Now, critically important is that entities such as this (that is, entities that are "self-aware", rational, and operate using concepts) have to decide what is in their own interest, because obviously it's value structure is particular to it and determined by it (that is, it employs de se operators, to use language from the paper). So it is impossible, by definition, for another entity to interfere with another (i.e. forcibly prevent it from taking an action, by threatening its existence), without getting in that entity's way in trying to survive. So you cannot initiate force without interfering with a fundamental requirement for the survival of all entities like you, and thereby reject a principle upon which your own survival is based.

That is my basic view of rights. I don't see how an ocean or a car can have rights, because rights need wrongs, and wrongs need values, and values need rational conceptual entities that employ de se operators (and it needs those entities to exist in some manner).

What sort of horrible consequences would come if you gave a car rights (like the right to exist, for example)? Well, besides dumping that whole structure of rights, one, in my mind, based on logic, you lose the power of its base of logic, and rejecting logic leaves open any number of possible groundings for "rights", like faith or racism or random whim, etc. And that is bad.

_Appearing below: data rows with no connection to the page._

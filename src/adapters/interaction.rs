use crate::domain::ports::Interaction;
use async_trait::async_trait;
use std::collections::VecDeque;
use std::sync::{Mutex, PoisonError};
use tokio::io::{AsyncBufReadExt, BufReader};

/// Prompts on stdin and reports on stderr.
#[derive(Debug, Default, Clone, Copy)]
pub struct TerminalInteraction;

#[async_trait]
impl Interaction for TerminalInteraction {
    async fn prompt_for_value(&self, message: &str) -> Option<String> {
        eprint!("{}: ", message);
        let mut lines = BufReader::new(tokio::io::stdin()).lines();
        match lines.next_line().await {
            Ok(Some(line)) if !line.trim().is_empty() => Some(line.trim().to_string()),
            Ok(_) => None,
            Err(e) => {
                tracing::warn!("Failed to read answer from stdin: {}", e);
                None
            }
        }
    }

    fn alert(&self, message: &str) {
        eprintln!("⚠️  {}", message);
    }

    fn open_popup(&self, target: &str, title: &str, _height: u32, _width: u32) {
        eprintln!("[{}] open '{}' in the browser to continue", title, target);
    }

    fn show_html(&self, html: &str, title: &str, _height: u32, _width: u32) {
        eprintln!("===== {} =====\n{}", title, html);
    }
}

/// A window the facade asked to open.
#[derive(Debug, Clone, PartialEq, Eq)]
pub struct WindowRequest {
    pub target: String,
    pub title: String,
    pub height: u32,
    pub width: u32,
}

/// Answers prompts from a preset queue and records everything shown.
#[derive(Debug, Default)]
pub struct ScriptedInteraction {
    answers: Mutex<VecDeque<String>>,
    alerts: Mutex<Vec<String>>,
    windows: Mutex<Vec<WindowRequest>>,
}

impl ScriptedInteraction {
    pub fn new() -> Self {
        Self::default()
    }

    pub fn with_answers<I, S>(answers: I) -> Self
    where
        I: IntoIterator<Item = S>,
        S: Into<String>,
    {
        Self {
            answers: Mutex::new(answers.into_iter().map(Into::into).collect()),
            ..Self::default()
        }
    }

    pub fn alerts(&self) -> Vec<String> {
        self.alerts
            .lock()
            .unwrap_or_else(PoisonError::into_inner)
            .clone()
    }

    pub fn windows(&self) -> Vec<WindowRequest> {
        self.windows
            .lock()
            .unwrap_or_else(PoisonError::into_inner)
            .clone()
    }

    fn record_window(&self, target: &str, title: &str, height: u32, width: u32) {
        self.windows
            .lock()
            .unwrap_or_else(PoisonError::into_inner)
            .push(WindowRequest {
                target: target.to_string(),
                title: title.to_string(),
                height,
                width,
            });
    }
}

#[async_trait]
impl Interaction for ScriptedInteraction {
    async fn prompt_for_value(&self, message: &str) -> Option<String> {
        let answer = self
            .answers
            .lock()
            .unwrap_or_else(PoisonError::into_inner)
            .pop_front();
        tracing::debug!("Prompt '{}' answered with {:?}", message, answer);
        answer
    }

    fn alert(&self, message: &str) {
        tracing::warn!("Alert: {}", message);
        self.alerts
            .lock()
            .unwrap_or_else(PoisonError::into_inner)
            .push(message.to_string());
    }

    fn open_popup(&self, target: &str, title: &str, height: u32, width: u32) {
        self.record_window(target, title, height, width);
    }

    fn show_html(&self, html: &str, title: &str, height: u32, width: u32) {
        self.record_window(html, title, height, width);
    }
}
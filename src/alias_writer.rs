// alias_writer.rs — LocalizedResourceName upsert
//
// Sets the alias in desktop.ini, touching as little of the file as possible:
//   1. key present in [.ShellClassInfo]   → replace that one line
//   2. section present, key absent        → insert the key at the section's end
//   3. section absent                     → append a new section to the file
// Unrelated lines are never reordered, rewritten, or removed.

use std::io::ErrorKind;
use std::path::Path;

use crate::alias_reader::{DESKTOP_INI_FILE_NAME, LOCALIZED_RESOURCE_NAME_KEY, SHELL_CLASS_INFO_SECTION};
use crate::ehm::AppError;
use crate::line_store::{self, LineSequence, TextEncoding};
use crate::section_locator::{find_key, find_section};





/// Which structural case a write applied.
#[derive(Debug, Clone, Copy, PartialEq, Eq)]
pub enum WriteOutcome {
    Replaced,
    Inserted,
    SectionAppended,
}





pub struct AliasWriter {
    encoding: TextEncoding,
}





////////////////////////////////////////////////////////////////////////////////
//
//  impl AliasWriter
//
//  Load, upsert, save.
//
////////////////////////////////////////////////////////////////////////////////

impl AliasWriter {
    pub fn new(encoding: TextEncoding) -> Self {
        AliasWriter { encoding }
    }





    ////////////////////////////////////////////////////////////////////////////
    //
    //  write_alias
    //
    //  Sets the alias of `folder`.  The value is written as given; callers
    //  reject blank aliases before getting here.
    //
    ////////////////////////////////////////////////////////////////////////////

    pub fn write_alias(&self, folder: &Path, new_alias: &str) -> Result<WriteOutcome, AppError> {
        self.write_alias_file(&folder.join(DESKTOP_INI_FILE_NAME), new_alias)
    }





    ////////////////////////////////////////////////////////////////////////////
    //
    //  write_alias_file
    //
    //  Same as write_alias, given the desktop.ini path directly.  A missing
    //  file is created.
    //
    ////////////////////////////////////////////////////////////////////////////

    pub fn write_alias_file(&self, ini_path: &Path, new_alias: &str) -> Result<WriteOutcome, AppError> {
        let lines = match line_store::load(ini_path, self.encoding) {
            Ok(lines) => lines,
            Err(AppError::Io(e)) if e.kind() == ErrorKind::NotFound => LineSequence::default(),
            Err(e) => return Err(e),
        };

        let (updated, outcome) = upsert_alias(lines, new_alias);
        line_store::save(ini_path, &updated, self.encoding)?;

        tracing::debug!(path = %ini_path.display(), ?outcome, "alias written");
        Ok(outcome)
    }
}





////////////////////////////////////////////////////////////////////////////////
//
//  upsert_alias
//
//  Returns `lines` with the alias set, and which case applied.
//
////////////////////////////////////////////////////////////////////////////////

pub fn upsert_alias(lines: LineSequence, new_alias: &str) -> (LineSequence, WriteOutcome) {
    let key_line = format!("{LOCALIZED_RESOURCE_NAME_KEY}={new_alias}");

    let Some(section) = find_section(&lines, SHELL_CLASS_INFO_SECTION) else {
        let needs_separator = lines.lines().last().is_some_and(|line| !line.trim().is_empty());

        let mut block = Vec::with_capacity(3);
        if needs_separator {
            block.push(String::new());
        }
        block.push(format!("[{SHELL_CLASS_INFO_SECTION}]"));
        block.push(key_line);

        return (lines.with_appended(block), WriteOutcome::SectionAppended);
    };

    let key_index = find_key(&lines, &section, LOCALIZED_RESOURCE_NAME_KEY).map(|key| key.line_index);

    match key_index {
        Some(index) => (lines.with_replaced(index, key_line), WriteOutcome::Replaced),
        None        => (lines.with_inserted(section.end_line, key_line), WriteOutcome::Inserted),
    }
}
// shell.rs — Post-write shell integration
//
// After desktop.ini changes, the file is marked hidden and the shell is asked
// to redraw the folder so Explorer picks up the new display name.  Both steps
// sit behind the ShellNotifier trait so the alias logic can be tested without
// touching the desktop.

use std::path::Path;

use crate::ehm::AppError;





/// Trait for the shell-side effects of an alias change.
pub trait ShellNotifier {

    ////////////////////////////////////////////////////////////////////////////
    //
    //  hide_file
    //
    //  Adds the hidden attribute to `path`, keeping its other attributes.
    //
    ////////////////////////////////////////////////////////////////////////////

    fn hide_file(&self, path: &Path) -> Result<(), AppError>;



    ////////////////////////////////////////////////////////////////////////////
    //
    //  refresh_folder_icon
    //
    //  Asks the shell to re-read `folder`'s display information.
    //
    ////////////////////////////////////////////////////////////////////////////

    fn refresh_folder_icon(&self, folder: &Path) -> Result<(), AppError>;
}





/// Notifier backed by the host shell.
/// On hosts without a Windows shell both operations succeed without effect.
#[derive(Debug, Default, Clone, Copy)]
pub struct HostShellNotifier;





////////////////////////////////////////////////////////////////////////////////
//
//  impl ShellNotifier for HostShellNotifier
//
//  SetFileAttributesW and SHChangeNotify(SHCNE_UPDATEITEM | SHCNE_ASSOCCHANGED).
//
////////////////////////////////////////////////////////////////////////////////

#[cfg(windows)]
impl ShellNotifier for HostShellNotifier {
    fn hide_file(&self, path: &Path) -> Result<(), AppError> {
        use std::os::windows::fs::MetadataExt;

        use windows::Win32::Storage::FileSystem::{
            SetFileAttributesW, FILE_ATTRIBUTE_HIDDEN, FILE_FLAGS_AND_ATTRIBUTES,
        };

        let attributes = std::fs::metadata(path)?.file_attributes();
        if attributes & FILE_ATTRIBUTE_HIDDEN.0 != 0 {
            return Ok(());
        }

        let wide = to_wide(path)?;
        unsafe {
            SetFileAttributesW(
                windows::core::PCWSTR(wide.as_ptr()),
                FILE_FLAGS_AND_ATTRIBUTES(attributes | FILE_ATTRIBUTE_HIDDEN.0),
            )?;
        }

        Ok(())
    }



    fn refresh_folder_icon(&self, folder: &Path) -> Result<(), AppError> {
        use windows::Win32::UI::Shell::{
            SHChangeNotify, SHCNE_ASSOCCHANGED, SHCNE_ID, SHCNE_UPDATEITEM,
            SHCNF_FLAGS, SHCNF_FLUSH, SHCNF_PATHW,
        };

        if !folder.is_dir() {
            return Err(AppError::PathNotFound(folder.to_path_buf()));
        }

        let wide = to_wide(folder)?;
        unsafe {
            SHChangeNotify(
                SHCNE_ID(SHCNE_UPDATEITEM.0 | SHCNE_ASSOCCHANGED.0),
                SHCNF_FLAGS(SHCNF_PATHW.0 | SHCNF_FLUSH.0),
                Some(wide.as_ptr() as *const std::ffi::c_void),
                None,
            );
        }

        tracing::debug!(folder = %folder.display(), "refresh notification sent");
        Ok(())
    }
}





#[cfg(windows)]
fn to_wide(path: &Path) -> Result<widestring::U16CString, AppError> {
    widestring::U16CString::from_os_str(path.as_os_str())
        .map_err(|_| AppError::InvalidArg(format!("path contains NUL: {}", path.display())))
}





#[cfg(not(windows))]
impl ShellNotifier for HostShellNotifier {
    fn hide_file(&self, path: &Path) -> Result<(), AppError> {
        tracing::debug!(path = %path.display(), "hidden attribute not supported on this host");
        Ok(())
    }

    fn refresh_folder_icon(&self, folder: &Path) -> Result<(), AppError> {
        if !folder.is_dir() {
            return Err(AppError::PathNotFound(folder.to_path_buf()));
        }

        tracing::debug!(folder = %folder.display(), "no shell to notify on this host");
        Ok(())
    }
}





////////////////////////////////////////////////////////////////////////////////
//
//  SelectiveShellNotifier
//
//  Forwards to `inner` only the steps the user left enabled (/H-, /R-).
//
////////////////////////////////////////////////////////////////////////////////

pub struct SelectiveShellNotifier<'a> {
    inner:        &'a dyn ShellNotifier,
    hide_file:    bool,
    refresh_icon: bool,
}

impl<'a> SelectiveShellNotifier<'a> {
    pub fn new(inner: &'a dyn ShellNotifier, hide_file: bool, refresh_icon: bool) -> Self {
        SelectiveShellNotifier { inner, hide_file, refresh_icon }
    }
}

impl ShellNotifier for SelectiveShellNotifier<'_> {
    fn hide_file(&self, path: &Path) -> Result<(), AppError> {
        if !self.hide_file {
            tracing::debug!(path = %path.display(), "hiding disabled");
            return Ok(());
        }
        self.inner.hide_file(path)
    }

    fn refresh_folder_icon(&self, folder: &Path) -> Result<(), AppError> {
        if !self.refresh_icon {
            tracing::debug!(folder = %folder.display(), "refresh disabled");
            return Ok(());
        }
        self.inner.refresh_folder_icon(folder)
    }
}





/// Mock implementation for unit tests.
/// Records each call; optionally fails them.
#[cfg(test)]
#[derive(Default)]
pub struct MockShellNotifier {
    pub fail:      bool,
    pub hidden:    std::cell::RefCell<Vec<std::path::PathBuf>>,
    pub refreshed: std::cell::RefCell<Vec<std::path::PathBuf>>,
}





#[cfg(test)]
impl ShellNotifier for MockShellNotifier {
    fn hide_file(&self, path: &Path) -> Result<(), AppError> {
        self.hidden.borrow_mut().push(path.to_path_buf());
        if self.fail {
            return Err(AppError::PathNotFound(path.to_path_buf()));
        }
        Ok(())
    }

    fn refresh_folder_icon(&self, folder: &Path) -> Result<(), AppError> {
        self.refreshed.borrow_mut().push(folder.to_path_buf());
        if self.fail {
            return Err(AppError::PathNotFound(folder.to_path_buf()));
        }
        Ok(())
    }
}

But lets be concrete about it. If a car has a right to exist, then that means I can't scrap it if I don't want it (and own it). But if that is the case, that means I am forced to give it to someone else, even if I don't want to (breaching my right to control my life, because I purchased the car with my money, which I used some of my life to acquire). Moreover, let us say that a deer with big antlers jumps in front of my vehicle and I can hit the deer (and quite possibly be killed or at least gored by its antlers, its happened a good bit around where I live to other people), or I can veer off the side of the road, and hit a lamp-post which I know I will likely survive (as I have a wonderfully safe car), but my car will be completely totalled. What should I do? My car has a right to exist, but if I veer off to the side, it will be destroyed, and I will have destroyed it. I have a right to live if I can, but if I want to live, I must destroy my car.

So, do you suggest, as you do in an earlier post, that a car has a right to exist? If it does, than I would have to go gently into that good night in my hypothetical situation above (or, more likely, scream and then gurgle as I choke on my own blood). Or, if I have a right to live, and do not have to do this, then the car cannot have a right to exist. Rights are universals, they cannot be contextual, or else they aren't "rights." Everyone can have the right not to initiate force against others, as it leads to no contradictions. My car cannot have a right to exist, because it leads to a contradiction with a logically derived principle that I have a right to my life. Similarly with the ocean, trees, dirt, space shuttles, and asteroids. No inanimate object can possibly have rights, and most living organisms cannot have them either (like bacteria, sea sponges, fish, insects, etc., as they are not even conceivably entities with a conceptual faculty and de se operators).

Btw, if my argument sounds similar-ish to the Objectivist argument, it is because I am heavily influenced by Objectivism (and may, though I am not certain, end up subscribing to that view fully).